Collected data entries.
[Start of Attachment]

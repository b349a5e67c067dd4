//! Profile reconciliation.
//!
//! Compares freshly extracted [`PairingMetadata`] against what a collaborator has
//! stored for a paired device and reports the minimal set of changes. The
//! reconciler itself never mutates anything; [`DeviceProfile::apply`] is offered
//! for stores that want to fold a delta in.

use std::collections::BTreeMap;

use serde::{Deserialize, Serialize};

use crate::metadata::{EnergyProfile, PairingMetadata, Settings};
use crate::types::Capability;

/// Settings compared during reconciliation.
pub const RECONCILED_SETTINGS: &[&str] = &[
    crate::metadata::setting::ADDRESS,
    crate::metadata::setting::ADVERTISED_NAME,
    crate::metadata::setting::MODEL,
    crate::metadata::setting::MANUFACTURER,
];

/// Persisted profile of a paired device.
#[derive(Debug, Clone, PartialEq, Default, Serialize, Deserialize)]
pub struct DeviceProfile {
    /// Device settings.
    #[serde(default)]
    pub settings: Settings,

    /// Capabilities, in display order.
    #[serde(default)]
    pub capabilities: Vec<Capability>,

    /// Energy model.
    #[serde(default, skip_serializing_if = "Option::is_none")]
    pub energy: Option<EnergyProfile>,

    /// Calibrated power store value.
    #[serde(default, skip_serializing_if = "Option::is_none")]
    pub calibrated_power: Option<i8>,
}

impl DeviceProfile {
    /// Initial profile for a device being paired.
    #[must_use]
    pub fn from_metadata(metadata: &PairingMetadata) -> Self {
        Self {
            settings: metadata.settings.clone(),
            capabilities: metadata.capabilities.clone(),
            energy: metadata.energy.clone(),
            calibrated_power: metadata.calibrated_power,
        }
    }

    /// Fold a delta into this profile.
    pub fn apply(&mut self, delta: &ProfileDelta) {
        for (key, value) in &delta.settings {
            self.settings.insert(key.clone(), value.clone());
        }

        self.capabilities
            .retain(|capability| !delta.capabilities_removed.contains(capability));
        for capability in &delta.capabilities_added {
            if !self.capabilities.contains(capability) {
                self.capabilities.push(capability.clone());
            }
        }

        if delta.energy_changed {
            self.energy = delta.energy.clone().filter(|energy| !energy.is_empty());
        }
    }

    /// Whether the profile has a capability.
    #[must_use]
    pub fn has_capability(&self, capability: &Capability) -> bool {
        self.capabilities.contains(capability)
    }
}

/// Changes needed to bring a stored profile up to date.
#[derive(Debug, Clone, PartialEq, Default, Serialize, Deserialize)]
pub struct ProfileDelta {
    /// Whether anything differs.
    pub changed: bool,

    /// Changed setting keys and their new values.
    pub settings: BTreeMap<String, String>,

    /// Capabilities to add, in fresh order.
    pub capabilities_added: Vec<Capability>,

    /// Capabilities to remove, in stored order.
    pub capabilities_removed: Vec<Capability>,

    /// Whether the energy profile differs.
    pub energy_changed: bool,

    /// New energy profile, when it differs.
    pub energy: Option<EnergyProfile>,

    /// Stored capabilities the platform does not know. Left untouched.
    pub ignored_capabilities: Vec<Capability>,
}

impl ProfileDelta {
    /// Whether applying the delta is a no-op.
    #[must_use]
    pub const fn is_empty(&self) -> bool {
        !self.changed
    }
}

/// Diff fresh metadata against a stored profile.
#[must_use]
pub fn reconcile(fresh: &PairingMetadata, stored: &DeviceProfile) -> ProfileDelta {
    let settings: BTreeMap<String, String> = RECONCILED_SETTINGS
        .iter()
        .filter_map(|&key| {
            let value = fresh.settings.get(key)?;
            (stored.settings.get(key) != Some(value)).then(|| (key.to_string(), value.clone()))
        })
        .collect();

    let mut capabilities_added = Vec::new();
    for capability in &fresh.capabilities {
        if !stored.capabilities.contains(capability) && !capabilities_added.contains(capability) {
            capabilities_added.push(capability.clone());
        }
    }

    let mut capabilities_removed = Vec::new();
    let mut ignored_capabilities = Vec::new();
    for capability in &stored.capabilities {
        if fresh.capabilities.contains(capability) {
            continue;
        }
        let bucket = if capability.is_known() {
            &mut capabilities_removed
        } else {
            &mut ignored_capabilities
        };
        if !bucket.contains(capability) {
            bucket.push(capability.clone());
        }
    }

    let energy_changed = !energy_eq(fresh.energy.as_ref(), stored.energy.as_ref());
    let energy = if energy_changed {
        fresh.energy.clone()
    } else {
        None
    };

    let changed = !settings.is_empty()
        || !capabilities_added.is_empty()
        || !capabilities_removed.is_empty()
        || energy_changed;

    ProfileDelta {
        changed,
        settings,
        capabilities_added,
        capabilities_removed,
        energy_changed,
        energy,
        ignored_capabilities,
    }
}

fn energy_eq(a: Option<&EnergyProfile>, b: Option<&EnergyProfile>) -> bool {
    let empty = EnergyProfile::default();
    a.unwrap_or(&empty) == b.unwrap_or(&empty)
}
//! The scan loop.
//!
//! One cycle at a time: reload settings and the registry, scan, process, persist
//! `detect` changes. The next scan starts `update_interval` after the previous
//! cycle completed. Pairing commands write the registry from another process;
//! the reload picks their changes up before the next scan.

use std::future::Future;

use beacon_core::{
    AdvertisementSource, CycleReport, EventSink, ProfileStore, Reading, ScanService,
};
use tracing::{debug, info, warn};

use crate::state::DaemonState;

/// Periodic scanner for the paired devices in the registry.
pub struct Daemon {
    state: DaemonState,
    service: ScanService,
    source: Box<dyn AdvertisementSource>,
    sink: Box<dyn EventSink>,
}

impl std::fmt::Debug for Daemon {
    fn fmt(&self, f: &mut std::fmt::Formatter<'_>) -> std::fmt::Result {
        f.debug_struct("Daemon")
            .field("state", &self.state)
            .field("service", &self.service)
            .finish_non_exhaustive()
    }
}

impl Daemon {
    /// Create a daemon tracking every device in the registry.
    #[must_use]
    pub fn new(
        state: DaemonState,
        source: Box<dyn AdvertisementSource>,
        sink: Box<dyn EventSink>,
    ) -> Self {
        let mut service = ScanService::new(&state.config().scan);
        service.sync_paired(&state.registry().known_devices());
        info!(devices = service.tracker().len(), "Tracking paired devices");

        Self {
            state,
            service,
            source,
            sink,
        }
    }

    /// Daemon state.
    #[must_use]
    pub const fn state(&self) -> &DaemonState {
        &self.state
    }

    /// Run one cycle with a fresh settings snapshot.
    pub async fn cycle(&mut self) -> CycleReport {
        let config = self.state.reload_config().clone();
        self.service.apply_config(&config.scan);

        let devices = self.state.reload_registry().known_devices();
        let tracked = self.service.tracker().len();
        self.service.sync_paired(&devices);
        if self.service.tracker().len() != tracked {
            info!(devices = devices.len(), "Paired devices changed");
        }

        let report = self
            .service
            .run_cycle(self.source.as_ref(), self.sink.as_ref())
            .await;

        for update in &report.updates {
            debug!(device = %update.device, reading = ?update.reading, "Capability updated");
            if let Reading::Detect(detected) = update.reading {
                if let Err(e) = self
                    .state
                    .registry_mut()
                    .set_detected(&update.device, detected)
                {
                    warn!(device = %update.device, error = %e, "Failed to persist detect value");
                }
            }
        }

        report
    }

    /// Run cycles until `shutdown` resolves.
    pub async fn run(&mut self, shutdown: impl Future<Output = ()>) {
        tokio::pin!(shutdown);
        info!("Scan loop started");

        loop {
            tokio::select! {
                () = &mut shutdown => break,
                _ = self.cycle() => {}
            }

            let interval = self.state.config().scan.update_interval();
            tokio::select! {
                () = &mut shutdown => break,
                () = tokio::time::sleep(interval) => {}
            }
        }

        info!("Scan loop stopped");
    }
}

#[cfg(test)]
mod tests {
    use std::sync::Arc;
    use std::time::Duration;

    use super::*;
    use beacon_core::metadata::extract_metadata;
    use beacon_core::{
        Config, DeviceRegistry, FrameDecoder, MemorySink, RawAdvertisement, ReplaySource,
        Trigger,
    };
    use tempfile::TempDir;

    struct SharedSink(Arc<MemorySink>);

    impl EventSink for SharedSink {
        fn emit(&self, trigger: &Trigger) -> beacon_core::Result<()> {
            self.0.emit(trigger)
        }
    }

    fn keys() -> RawAdvertisement {
        RawAdvertisement::new("AA:BB:CC:DD:EE:01", -60).with_name("Keys")
    }

    fn state(dir: &TempDir, detected: Option<bool>) -> DaemonState {
        let mut registry = DeviceRegistry::open_in(dir.path()).unwrap();
        let beacon = FrameDecoder::default().decode(&keys());
        let metadata = extract_metadata(&beacon).unwrap();
        registry.pair(&metadata).unwrap();
        if let Some(detected) = detected {
            registry.set_detected(&metadata.identity, detected).unwrap();
        }

        let config_path = dir.path().join("config.toml");
        std::fs::write(
            &config_path,
            "[scan]\nverificationAmountInside = 1\nverificationAmountOutside = 1\nscanTimeoutMs = 100\n",
        )
        .unwrap();
        DaemonState::from_parts(config_path, Config::default(), registry)
    }

    #[tokio::test]
    async fn test_cycle_persists_detect_and_fires_triggers() {
        let dir = TempDir::new().unwrap();
        let sink = Arc::new(MemorySink::new());
        let source = ReplaySource::new(vec![vec![keys()], vec![]]);
        let mut daemon = Daemon::new(
            state(&dir, Some(false)),
            Box::new(source),
            Box::new(SharedSink(Arc::clone(&sink))),
        );

        let report = daemon.cycle().await;
        assert_eq!(report.transitions.len(), 1);
        assert_eq!(sink.triggers().len(), 4);
        assert_eq!(daemon.state().registry().devices()[0].detected, Some(true));

        daemon.cycle().await;
        assert_eq!(sink.triggers().len(), 8);
        let reopened = DeviceRegistry::open_in(dir.path()).unwrap();
        assert_eq!(reopened.devices()[0].detected, Some(false));
    }

    #[tokio::test]
    async fn test_cold_start_persists_without_triggers() {
        let dir = TempDir::new().unwrap();
        let sink = Arc::new(MemorySink::new());
        let source = ReplaySource::new(vec![vec![keys()]]);
        let mut daemon = Daemon::new(
            state(&dir, None),
            Box::new(source),
            Box::new(SharedSink(Arc::clone(&sink))),
        );

        daemon.cycle().await;
        assert!(sink.triggers().is_empty());
        assert_eq!(daemon.state().registry().devices()[0].detected, Some(true));
    }

    #[tokio::test]
    async fn test_cycle_keeps_pairings_made_elsewhere() {
        let dir = TempDir::new().unwrap();
        let sink = Arc::new(MemorySink::new());
        let bag = RawAdvertisement::new("AA:BB:CC:DD:EE:02", -70).with_name("Bag");
        let source = ReplaySource::new(vec![vec![keys(), bag.clone()]]);
        let mut daemon = Daemon::new(
            state(&dir, Some(false)),
            Box::new(source),
            Box::new(SharedSink(Arc::clone(&sink))),
        );

        let mut cli = DeviceRegistry::open_in(dir.path()).unwrap();
        let bag_metadata = extract_metadata(&FrameDecoder::default().decode(&bag)).unwrap();
        cli.pair(&bag_metadata).unwrap();

        let report = daemon.cycle().await;
        assert_eq!(report.transitions.len(), 1);
        assert!(report.updates.iter().any(|update| update.device == bag_metadata.identity
            && update.reading == Reading::Detect(true)));

        let on_disk = DeviceRegistry::open_in(dir.path()).unwrap();
        assert_eq!(on_disk.devices().len(), 2);
        assert!(on_disk.devices().iter().all(|device| device.detected == Some(true)));

        cli.unpair(&bag_metadata.identity).unwrap();
        daemon.cycle().await;
        assert!(!daemon.service.tracker().is_tracked(&bag_metadata.identity));
        let on_disk = DeviceRegistry::open_in(dir.path()).unwrap();
        assert_eq!(on_disk.devices().len(), 1);
    }

    #[tokio::test]
    async fn test_run_stops_on_shutdown() {
        let dir = TempDir::new().unwrap();
        let mut daemon = Daemon::new(
            state(&dir, Some(false)),
            Box::new(ReplaySource::new(vec![vec![keys()]])),
            Box::new(SharedSink(Arc::new(MemorySink::new()))),
        );

        tokio::time::timeout(
            Duration::from_secs(5),
            daemon.run(tokio::time::sleep(Duration::from_millis(50))),
        )
        .await
        .unwrap();
        assert_eq!(daemon.state().registry().devices()[0].detected, Some(true));
    }
}
impl DeviceRegistry {
    /// Open the registry at `path`, starting empty if the file does not exist.
    ///
    /// # Errors
    ///
    /// Returns an error if the file exists but cannot be read or parsed.
    pub fn open(path: impl Into<PathBuf>) -> StorageResult<Self> {
        let path = path.into();
        if !path.exists() {
            debug!(path = %path.display(), "No registry yet, starting empty");
            return Ok(Self {
                path,
                devices: Vec::new(),
            });
        }

        let content = std::fs::read_to_string(&path).map_err(|source| StorageError::ReadError {
            path: path.clone(),
            source,
        })?;
        let file: RegistryFile =
            serde_json::from_str(&content).map_err(|source| StorageError::ParseError {
                path: path.clone(),
                source,
            })?;

        debug!(path = %path.display(), devices = file.devices.len(), "Registry loaded");
        Ok(Self {
            path,
            devices: file.devices,
        })
    }

    /// Open the registry inside a data directory.
    ///
    /// # Errors
    ///
    /// Returns an error if the file exists but cannot be read or parsed.
    pub fn open_in(data_dir: &Path) -> StorageResult<Self> {
        Self::open(data_dir.join(REGISTRY_FILE_NAME))
    }

    /// Registry file path.
    #[must_use]
    pub fn path(&self) -> &Path {
        &self.path
    }

    /// Paired devices in pairing order.
    #[must_use]
    pub fn devices(&self) -> &[PairedDevice] {
        &self.devices
    }

    /// Look up a paired device.
    #[must_use]
    pub fn get(&self, identity: &IdentityKey) -> Option<&PairedDevice> {
        self.devices.iter().find(|device| &device.identity == identity)
    }

    fn get_mut(&mut self, identity: &IdentityKey) -> StorageResult<&mut PairedDevice> {
        self.devices
            .iter_mut()
            .find(|device| &device.identity == identity)
            .ok_or_else(|| StorageError::NotPaired(identity.to_string()))
    }

    /// Re-read the registry file, picking up changes made by other processes.
    ///
    /// # Errors
    ///
    /// Returns an error if the file exists but cannot be read or parsed. The
    /// in-memory devices are left untouched in that case.
    pub fn reload(&mut self) -> StorageResult<()> {
        self.devices = Self::open(self.path.clone())?.devices;
        Ok(())
    }

    /// Reload, apply `change` to one device and save if it reports a change.
    fn modify(
        &mut self,
        identity: &IdentityKey,
        change: impl FnOnce(&mut PairedDevice) -> bool,
    ) -> StorageResult<()> {
        self.reload()?;
        if change(self.get_mut(identity)?) {
            self.save()?;
        }
        Ok(())
    }

    /// Identities of all paired devices.
    #[must_use]
    pub fn paired_identities(&self) -> HashSet<IdentityKey> {
        self.devices.iter().map(|device| device.identity.clone()).collect()
    }

    /// Pair a device from its discovery metadata and persist the registry.
    ///
    /// # Errors
    ///
    /// Returns [`StorageError::AlreadyPaired`] or a write error.
    pub fn pair(&mut self, metadata: &PairingMetadata) -> StorageResult<&PairedDevice> {
        self.reload()?;
        if self.get(&metadata.identity).is_some() {
            return Err(StorageError::AlreadyPaired(metadata.identity.to_string()));
        }

        self.devices.push(PairedDevice {
            identity: metadata.identity.clone(),
            name: metadata.name.clone(),
            profile: DeviceProfile::from_metadata(metadata),
            detected: None,
            paired_at: Utc::now(),
        });
        self.save()?;

        info!(device = %metadata.name, identity = %metadata.identity, "Device paired");
        let index = self.devices.len() - 1;
        Ok(&self.devices[index])
    }

    /// Remove a device and persist the registry.
    ///
    /// # Errors
    ///
    /// Returns [`StorageError::NotPaired`] or a write error.
    pub fn unpair(&mut self, identity: &IdentityKey) -> StorageResult<PairedDevice> {
        self.reload()?;
        let index = self
            .devices
            .iter()
            .position(|device| &device.identity == identity)
            .ok_or_else(|| StorageError::NotPaired(identity.to_string()))?;
        let device = self.devices.remove(index);
        self.save()?;

        info!(device = %device.name, %identity, "Device unpaired");
        Ok(device)
    }

    /// Write the registry to disk.
    ///
    /// # Errors
    ///
    /// Returns an error if the directory or file cannot be written.
    pub fn save(&self) -> StorageResult<()> {
        if let Some(parent) = self.path.parent() {
            std::fs::create_dir_all(parent).map_err(|source| StorageError::CreateDirError {
                path: parent.to_path_buf(),
                source,
            })?;
        }

        let file = RegistryFile {
            devices: self.devices.clone(),
        };
        let content = serde_json::to_string_pretty(&file)?;
        std::fs::write(&self.path, content).map_err(|source| StorageError::WriteError {
            path: self.path.clone(),
            source,
        })
    }
}
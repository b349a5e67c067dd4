//! Trigger output.
//!
//! The daemon has no automation host to hand triggers to, so [`LogSink`] records
//! them: one structured log line each, and optionally one JSON line each in a file.

use std::fs::{File, OpenOptions};
use std::io::Write;
use std::path::{Path, PathBuf};
use std::sync::Mutex;

use beacon_core::{BeaconError, EventSink, Trigger};
use chrono::Utc;
use serde::Serialize;
use tracing::info;

#[derive(Serialize)]
struct TriggerRecord<'a> {
    at: chrono::DateTime<Utc>,
    #[serde(flatten)]
    trigger: &'a Trigger,
}

/// Sink that logs every trigger and optionally appends it to a JSON-lines file.
#[derive(Debug, Default)]
pub struct LogSink {
    file: Option<(PathBuf, Mutex<File>)>,
}

impl LogSink {
    /// Log triggers only.
    #[must_use]
    pub fn new() -> Self {
        Self::default()
    }

    /// Log triggers and append them to `path`.
    ///
    /// # Errors
    ///
    /// Returns an error if the file cannot be opened for appending.
    pub fn with_file(path: &Path) -> std::io::Result<Self> {
        if let Some(parent) = path.parent() {
            std::fs::create_dir_all(parent)?;
        }
        let file = OpenOptions::new().create(true).append(true).open(path)?;
        Ok(Self {
            file: Some((path.to_path_buf(), Mutex::new(file))),
        })
    }
}

impl EventSink for LogSink {
    fn emit(&self, trigger: &Trigger) -> beacon_core::Result<()> {
        info!(trigger = trigger.name, scope = ?trigger.scope, tokens = %trigger.tokens, "Trigger fired");

        let Some((path, file)) = &self.file else {
            return Ok(());
        };

        let failed = |message: String| BeaconError::TriggerFailed {
            name: trigger.name.to_string(),
            message,
        };

        let record = TriggerRecord {
            at: Utc::now(),
            trigger,
        };
        let line = serde_json::to_string(&record).map_err(|e| failed(e.to_string()))?;

        let mut file = file
            .lock()
            .map_err(|_| failed(format!("{} writer poisoned", path.display())))?;
        writeln!(file, "{line}").map_err(|e| failed(format!("{}: {e}", path.display())))?;
        Ok(())
    }
}
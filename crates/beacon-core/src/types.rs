//! Shared types for advertisements, beacons and device identities.
//!
//! A [`RawAdvertisement`] is what the host scanner hands us. The decoder turns it
//! into a [`Beacon`], whose [`BeaconKind`] carries the frame-specific fields and
//! whose [`IdentityKey`] decides whether two beacons are the same physical device.

use std::fmt;
use std::str::FromStr;

use once_cell::sync::Lazy;
use regex::Regex;
use serde::{Deserialize, Serialize};
use uuid::Uuid;

/// Namespace for name-derived peripheral identities (UUIDv5).
pub const PERIPHERAL_NAME_NAMESPACE: Uuid = Uuid::from_u128(0x6b1e_c0a4_3f2d_4c55_9a0e_2b7f_41d8_93c6);

static MAC_ADDRESS_RE: Lazy<Regex> = Lazy::new(|| {
    Regex::new(r"^([0-9A-Fa-f]{2}[:-]){5}[0-9A-Fa-f]{2}$").expect("MAC address regex is valid")
});

/// Returns `true` if `address` looks like `AA:BB:CC:DD:EE:FF` (colons or dashes).
#[must_use]
pub fn is_valid_mac_address(address: &str) -> bool {
    MAC_ADDRESS_RE.is_match(address)
}

/// Normalizes a MAC address to uppercase, colon-separated form.
///
/// Returns `None` when the input is not a MAC address.
#[must_use]
pub fn normalize_mac_address(address: &str) -> Option<String> {
    if !is_valid_mac_address(address) {
        return None;
    }
    Some(address.replace('-', ":").to_ascii_uppercase())
}

// ============================================================================
// Raw advertisement input
// ============================================================================

/// BLE GAP address type.
#[derive(Debug, Clone, Copy, PartialEq, Eq, Hash, Default, Serialize, Deserialize)]
#[serde(rename_all = "lowercase")]
pub enum AddressType {
    /// IEEE-assigned public address; stable across advertisements.
    #[default]
    Public,
    /// Random address; may rotate and is not a stable identifier.
    Random,
}

impl AddressType {
    /// Lowercase name as used in settings.
    #[must_use]
    pub const fn as_str(self) -> &'static str {
        match self {
            Self::Public => "public",
            Self::Random => "random",
        }
    }
}

impl fmt::Display for AddressType {
    fn fmt(&self, f: &mut fmt::Formatter<'_>) -> fmt::Result {
        f.write_str(self.as_str())
    }
}

/// One service-data entry of an advertisement.
#[derive(Debug, Clone, PartialEq, Eq, Serialize, Deserialize)]
pub struct ServiceData {
    /// Service UUID, 16-bit ones in short lowercase hex form (e.g. `feaa`).
    pub uuid: String,

    /// Raw service payload.
    #[serde(default)]
    pub data: Vec<u8>,
}

impl ServiceData {
    /// Create a service-data entry.
    pub fn new(uuid: impl Into<String>, data: impl Into<Vec<u8>>) -> Self {
        Self {
            uuid: uuid.into(),
            data: data.into(),
        }
    }

    /// Case-insensitive match against a short service UUID.
    #[must_use]
    pub fn is(&self, uuid: &str) -> bool {
        self.uuid.eq_ignore_ascii_case(uuid)
    }
}

/// A single advertisement as reported by the host scanner.
///
/// Immutable per scan cycle. `service_data` defaults to empty when the host
/// reports none.
#[derive(Debug, Clone, PartialEq, Eq, Serialize, Deserialize)]
pub struct RawAdvertisement {
    /// Advertised local name.
    #[serde(default)]
    pub local_name: Option<String>,

    /// Device address as reported by the host.
    pub address: String,

    /// Address type of `address`.
    #[serde(default)]
    pub address_type: AddressType,

    /// Received signal strength in dBm.
    pub rssi: i16,

    /// Manufacturer-specific data, including the little-endian company id.
    #[serde(default)]
    pub manufacturer_data: Option<Vec<u8>>,

    /// Service data entries in advertised order.
    #[serde(default)]
    pub service_data: Vec<ServiceData>,
}

impl RawAdvertisement {
    /// Create an advertisement with only an address and RSSI.
    pub fn new(address: impl Into<String>, rssi: i16) -> Self {
        Self {
            local_name: None,
            address: address.into(),
            address_type: AddressType::Public,
            rssi,
            manufacturer_data: None,
            service_data: Vec::new(),
        }
    }

    /// Set the local name.
    #[must_use]
    pub fn with_name(mut self, name: impl Into<String>) -> Self {
        self.local_name = Some(name.into());
        self
    }

    /// Set the address type.
    #[must_use]
    pub const fn with_address_type(mut self, address_type: AddressType) -> Self {
        self.address_type = address_type;
        self
    }

    /// Set the manufacturer data.
    #[must_use]
    pub fn with_manufacturer_data(mut self, data: impl Into<Vec<u8>>) -> Self {
        self.manufacturer_data = Some(data.into());
        self
    }

    /// Append a service-data entry.
    #[must_use]
    pub fn with_service_data(mut self, uuid: impl Into<String>, data: impl Into<Vec<u8>>) -> Self {
        self.service_data.push(ServiceData::new(uuid, data));
        self
    }

    /// Payloads of every service-data entry matching `uuid`, in order.
    pub fn service_payloads<'a>(&'a self, uuid: &'a str) -> impl Iterator<Item = &'a [u8]> + 'a {
        self.service_data
            .iter()
            .filter(move |entry| entry.is(uuid))
            .map(|entry| entry.data.as_slice())
    }
}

[End of Attachment]

Instructions to follow. Every line holding the word "beacons" should be copied out of the records above.

Result of the task.
//! Shared types for advertisements, beacons and device identities.
//! whose [`IdentityKey`] decides whether two beacons are the same physical device.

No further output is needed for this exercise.